[[ Data shown, beginning ]]

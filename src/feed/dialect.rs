//! Feed dialects and per-dialect traversal rules.
//!
//! Detection picks one [`DialectStrategy`] per refresh. Both the property
//! lookup and the article extractor then go through that strategy instead of
//! branching on the dialect themselves.

use super::xml::{XmlDocument, XmlElement};
use serde::{Deserialize, Serialize};
use std::fmt;
use std::str::FromStr;
use thiserror::Error;

/// The XML schema a feed is written in.
#[derive(Debug, Clone, Copy, PartialEq, Eq, Hash, Default, Serialize, Deserialize)]
#[serde(rename_all = "lowercase")]
pub enum Dialect {
    /// RSS 2.0, rooted at `<rss>`
    Rss2,
    /// RSS 1.0 (RDF), rooted at `<rdf:RDF>`
    Rss1,
    /// Atom, rooted at `<feed>`
    Atom,
    /// Detect from the document
    #[default]
    Infer,
}

impl Dialect {
    /// Order in which [`Dialect::Infer`] looks for tag names.
    pub const INFER_ORDER: [Dialect; 3] = [Dialect::Rss2, Dialect::Rss1, Dialect::Atom];

    /// Tag name of the element that identifies this dialect.
    pub fn root_tag(self) -> Option<&'static str> {
        strategy_for(self).ok().map(|s| s.root_tag())
    }
}

impl fmt::Display for Dialect {
    fn fmt(&self, f: &mut fmt::Formatter<'_>) -> fmt::Result {
        let name = match self {
            Dialect::Rss2 => "rss2",
            Dialect::Rss1 => "rss1",
            Dialect::Atom => "atom",
            Dialect::Infer => "infer",
        };
        f.write_str(name)
    }
}

#[derive(Debug, Error, Clone, PartialEq, Eq)]
#[error("unknown feed dialect '{0}' (expected rss2, rss1, atom or infer)")]
pub struct UnknownDialect(String);

impl FromStr for Dialect {
    type Err = UnknownDialect;

    fn from_str(s: &str) -> Result<Self, Self::Err> {
        match s.trim().to_ascii_lowercase().as_str() {
            "rss2" | "rss" => Ok(Dialect::Rss2),
            "rss1" | "rdf" => Ok(Dialect::Rss1),
            "atom" => Ok(Dialect::Atom),
            "infer" | "auto" => Ok(Dialect::Infer),
            _ => Err(UnknownDialect(s.to_string())),
        }
    }
}

/// The document does not have the shape of the requested feed dialect.
#[derive(Debug, Error, Clone, PartialEq, Eq)]
pub enum FormatError {
    #[error("unrecognized feed: no <rss>, <rdf:RDF> or <feed> element found")]
    Unrecognized,

    #[error("invalid {dialect} feed: no <{expected}> element found")]
    Mismatch {
        dialect: Dialect,
        expected: &'static str,
    },

    #[error("invalid feed dialect: {0}")]
    InvalidDialect(Dialect),
}

/// Traversal rules for one dialect.
pub trait DialectStrategy: Send + Sync {
    fn dialect(&self) -> Dialect;

    /// Tag of the element that roots this dialect's tree.
    fn root_tag(&self) -> &'static str;

    /// First top-level feed property named `name`.
    fn property<'d>(&self, root: &'d XmlElement, name: &str) -> Option<&'d XmlElement>;

    /// Per-article container elements, in document order.
    fn containers<'d>(&self, root: &'d XmlElement) -> Vec<&'d XmlElement>;
}

struct Rss2;
struct Rss1;
struct Atom;

/// Looks one level below each child of the root. For RSS 2.0 that child is
/// the `<channel>`; for RSS 1.0 it is the `<channel>` plus its `<item>` and
/// `<image>` siblings.
fn nested_property<'d>(root: &'d XmlElement, name: &str) -> Option<&'d XmlElement> {
    root.child_elements()
        .flat_map(XmlElement::child_elements)
        .find(|el| el.name() == name)
}

impl DialectStrategy for Rss2 {
    fn dialect(&self) -> Dialect {
        Dialect::Rss2
    }

    fn root_tag(&self) -> &'static str {
        "rss"
    }

    fn property<'d>(&self, root: &'d XmlElement, name: &str) -> Option<&'d XmlElement> {
        nested_property(root, name)
    }

    fn containers<'d>(&self, root: &'d XmlElement) -> Vec<&'d XmlElement> {
        root.child_elements()
            .flat_map(XmlElement::child_elements)
            .filter(|el| el.name() == "item")
            .collect()
    }
}

impl DialectStrategy for Rss1 {
    fn dialect(&self) -> Dialect {
        Dialect::Rss1
    }

    fn root_tag(&self) -> &'static str {
        "rdf:RDF"
    }

    fn property<'d>(&self, root: &'d XmlElement, name: &str) -> Option<&'d XmlElement> {
        nested_property(root, name)
    }

    fn containers<'d>(&self, root: &'d XmlElement) -> Vec<&'d XmlElement> {
        // Items are siblings of <channel>, not nested in it
        root.child_elements()
            .filter(|el| el.name() == "item")
            .collect()
    }
}

impl DialectStrategy for Atom {
    fn dialect(&self) -> Dialect {
        Dialect::Atom
    }

    fn root_tag(&self) -> &'static str {
        "feed"
    }

    fn property<'d>(&self, root: &'d XmlElement, name: &str) -> Option<&'d XmlElement> {
        root.child_elements().find(|el| el.name() == name)
    }

    fn containers<'d>(&self, root: &'d XmlElement) -> Vec<&'d XmlElement> {
        root.child_elements()
            .filter(|el| el.name() == "entry")
            .collect()
    }
}

static RSS2: Rss2 = Rss2;
static RSS1: Rss1 = Rss1;
static ATOM: Atom = Atom;

/// Strategy for a concrete dialect. `Infer` has none.
pub fn strategy_for(dialect: Dialect) -> Result<&'static dyn DialectStrategy, FormatError> {
    match dialect {
        Dialect::Rss2 => Ok(&RSS2),
        Dialect::Rss1 => Ok(&RSS1),
        Dialect::Atom => Ok(&ATOM),
        Dialect::Infer => Err(FormatError::InvalidDialect(dialect)),
    }
}

/// A document whose dialect has been resolved.
#[derive(Clone, Copy)]
pub struct Detected<'d> {
    strategy: &'static dyn DialectStrategy,
    root: &'d XmlElement,
}

impl<'d> Detected<'d> {
    pub fn dialect(&self) -> Dialect {
        self.strategy.dialect()
    }

    pub fn root(&self) -> &'d XmlElement {
        self.root
    }

    /// Raw inner markup of a top-level feed property, or `""` when absent.
    pub fn property(&self, name: &str) -> String {
        self.strategy
            .property(self.root, name)
            .map(XmlElement::inner_xml)
            .unwrap_or_default()
    }

    pub fn containers(&self) -> Vec<&'d XmlElement> {
        self.strategy.containers(self.root)
    }
}

impl fmt::Debug for Detected<'_> {
    fn fmt(&self, f: &mut fmt::Formatter<'_>) -> fmt::Result {
        f.debug_struct("Detected")
            .field("dialect", &self.dialect())
            .field("root", &self.root.name())
            .finish()
    }
}

/// Resolves the dialect of `doc`.
///
/// # Arguments
///
/// * `doc` - The parsed document
/// * `requested` - An explicit dialect, or [`Dialect::Infer`]
///
/// # Returns
///
/// The dialect's traversal rules together with the first element carrying
/// its tag, which extraction treats as the feed root.
///
/// # Behavior
///
/// - With [`Dialect::Infer`] the tags are tried in [`Dialect::INFER_ORDER`]
///   and the first dialect whose tag occurs anywhere in the document wins
/// - An explicit dialect requires its own tag to be present
///
/// # Errors
///
/// - [`FormatError::Unrecognized`] - Inferring found none of the three tags
/// - [`FormatError::Mismatch`] - The explicit dialect's tag is absent
pub fn detect(doc: &XmlDocument, requested: Dialect) -> Result<Detected<'_>, FormatError> {
    if requested == Dialect::Infer {
        for candidate in Dialect::INFER_ORDER {
            let strategy = strategy_for(candidate)?;
            if let Some(root) = doc.find_first(strategy.root_tag()) {
                tracing::debug!(dialect = %candidate, "Inferred feed dialect");
                return Ok(Detected { strategy, root });
            }
        }
        return Err(FormatError::Unrecognized);
    }

    let strategy = strategy_for(requested)?;
    let root = doc
        .find_first(strategy.root_tag())
        .ok_or(FormatError::Mismatch {
            dialect: requested,
            expected: strategy.root_tag(),
        })?;
    Ok(Detected { strategy, root })
}

/// Looks up a top-level feed property by tag name.
///
/// `root` must be the element [`detect`] resolved for `dialect`. Returns the
/// raw inner markup of the first match, or `""` when the feed lacks it.
pub fn feed_property(
    root: &XmlElement,
    dialect: Dialect,
    name: &str,
) -> Result<String, FormatError> {
    let strategy = strategy_for(dialect)?;
    Ok(strategy
        .property(root, name)
        .map(XmlElement::inner_xml)
        .unwrap_or_default())
}

#[cfg(test)]
mod tests {
    use super::*;

    fn doc(xml: &str) -> XmlDocument {
        XmlDocument::parse(xml).unwrap()
    }

    #[test]
    fn test_dialect_round_trips_through_strings() {
        for dialect in [Dialect::Rss2, Dialect::Rss1, Dialect::Atom, Dialect::Infer] {
            assert_eq!(dialect.to_string().parse::<Dialect>().unwrap(), dialect);
        }
        assert_eq!("RSS".parse::<Dialect>().unwrap(), Dialect::Rss2);
        assert!("json".parse::<Dialect>().is_err());
    }

    #[test]
    fn test_root_tags() {
        assert_eq!(Dialect::Rss2.root_tag(), Some("rss"));
        assert_eq!(Dialect::Rss1.root_tag(), Some("rdf:RDF"));
        assert_eq!(Dialect::Atom.root_tag(), Some("feed"));
        assert_eq!(Dialect::Infer.root_tag(), None);
    }

    #[test]
    fn test_infer_each_dialect() {
        let rss2 = doc("<rss version=\"2.0\"><channel/></rss>");
        assert_eq!(detect(&rss2, Dialect::Infer).unwrap().dialect(), Dialect::Rss2);

        let rss1 = doc("<rdf:RDF><channel/></rdf:RDF>");
        assert_eq!(detect(&rss1, Dialect::Infer).unwrap().dialect(), Dialect::Rss1);

        let atom = doc("<feed xmlns=\"http://www.w3.org/2005/Atom\"/>");
        assert_eq!(detect(&atom, Dialect::Infer).unwrap().dialect(), Dialect::Atom);
    }

    #[test]
    fn test_infer_prefers_rss2_over_rss1() {
        let both = doc("<rdf:RDF><channel/><rss><channel/></rss></rdf:RDF>");
        let detected = detect(&both, Dialect::Infer).unwrap();
        assert_eq!(detected.dialect(), Dialect::Rss2);
        assert_eq!(detected.root().name(), "rss");
    }

    #[test]
    fn test_infer_prefers_rss1_over_atom() {
        let both = doc("<feed><rdf:RDF/></feed>");
        assert_eq!(detect(&both, Dialect::Infer).unwrap().dialect(), Dialect::Rss1);
    }

    #[test]
    fn test_infer_unrecognized() {
        let html = doc("<html><body/></html>");
        assert_eq!(
            detect(&html, Dialect::Infer).unwrap_err(),
            FormatError::Unrecognized
        );
    }

    #[test]
    fn test_explicit_dialect_mismatch_names_expected_tag() {
        let atom = doc("<feed/>");
        let err = detect(&atom, Dialect::Rss1).unwrap_err();
        assert_eq!(
            err,
            FormatError::Mismatch {
                dialect: Dialect::Rss1,
                expected: "rdf:RDF"
            }
        );
        assert!(err.to_string().contains("<rdf:RDF>"));
    }

    #[test]
    fn test_explicit_dialect_match() {
        let rss = doc("<rss><channel/></rss>");
        assert_eq!(detect(&rss, Dialect::Rss2).unwrap().dialect(), Dialect::Rss2);
    }

    #[test]
    fn test_rss2_property_from_channel() {
        let rss = doc("<rss><channel><title>Example &amp; Co</title></channel></rss>");
        let detected = detect(&rss, Dialect::Infer).unwrap();
        assert_eq!(detected.property("title"), "Example &amp; Co");
        assert_eq!(detected.property("description"), "");
    }

    #[test]
    fn test_rss1_property_from_channel() {
        let rss1 = doc(
            "<rdf:RDF><channel><title>Slashdot</title><description>News</description></channel>\
             <item><title>Story</title></item></rdf:RDF>",
        );
        let detected = detect(&rss1, Dialect::Rss1).unwrap();
        assert_eq!(detected.property("title"), "Slashdot");
        assert_eq!(detected.property("description"), "News");
    }

    #[test]
    fn test_atom_property_from_feed_children_only() {
        let atom = doc("<feed><title>Blog</title><entry><summary>s</summary></entry></feed>");
        let detected = detect(&atom, Dialect::Atom).unwrap();
        assert_eq!(detected.property("title"), "Blog");
        // Nested entry children are not feed properties
        assert_eq!(detected.property("summary"), "");
    }

    #[test]
    fn test_feed_property_rejects_infer() {
        let rss = doc("<rss><channel><title>T</title></channel></rss>");
        assert_eq!(
            feed_property(rss.root(), Dialect::Infer, "title").unwrap_err(),
            FormatError::InvalidDialect(Dialect::Infer)
        );
        assert_eq!(feed_property(rss.root(), Dialect::Rss2, "title").unwrap(), "T");
    }

    #[test]
    fn test_containers_per_dialect() {
        let rss2 = doc("<rss><channel><item/><title/><item/></channel></rss>");
        assert_eq!(detect(&rss2, Dialect::Rss2).unwrap().containers().len(), 2);

        // RSS 1.0 items nested under channel are only references, not articles
        let rss1 = doc("<rdf:RDF><channel><items/></channel><item/><item/><item/></rdf:RDF>");
        assert_eq!(detect(&rss1, Dialect::Rss1).unwrap().containers().len(), 3);

        let atom = doc("<feed><entry/><title/><entry/></feed>");
        assert_eq!(detect(&atom, Dialect::Atom).unwrap().containers().len(), 2);
    }
}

[[ Data shown, end ]]

Would you print exactly and only the lines of the material above that run from the line with "first element carrying" through the line with "must be the", both included?

/// The dialect's traversal rules together with the first element carrying
/// its tag, which extraction treats as the feed root.
///
/// # Behavior
///
/// - With [`Dialect::Infer`] the tags are tried in [`Dialect::INFER_ORDER`]
///   and the first dialect whose tag occurs anywhere in the document wins
/// - An explicit dialect requires its own tag to be present
///
/// # Errors
///
/// - [`FormatError::Unrecognized`] - Inferring found none of the three tags
/// - [`FormatError::Mismatch`] - The explicit dialect's tag is absent
pub fn detect(doc: &XmlDocument, requested: Dialect) -> Result<Detected<'_>, FormatError> {
    if requested == Dialect::Infer {
        for candidate in Dialect::INFER_ORDER {
            let strategy = strategy_for(candidate)?;
            if let Some(root) = doc.find_first(strategy.root_tag()) {
                tracing::debug!(dialect = %candidate, "Inferred feed dialect");
                return Ok(Detected { strategy, root });
            }
        }
        return Err(FormatError::Unrecognized);
    }

    let strategy = strategy_for(requested)?;
    let root = doc
        .find_first(strategy.root_tag())
        .ok_or(FormatError::Mismatch {
            dialect: requested,
            expected: strategy.root_tag(),
        })?;
    Ok(Detected { strategy, root })
}

/// Looks up a top-level feed property by tag name.
///
/// `root` must be the element [`detect`] resolved for `dialect`. Returns the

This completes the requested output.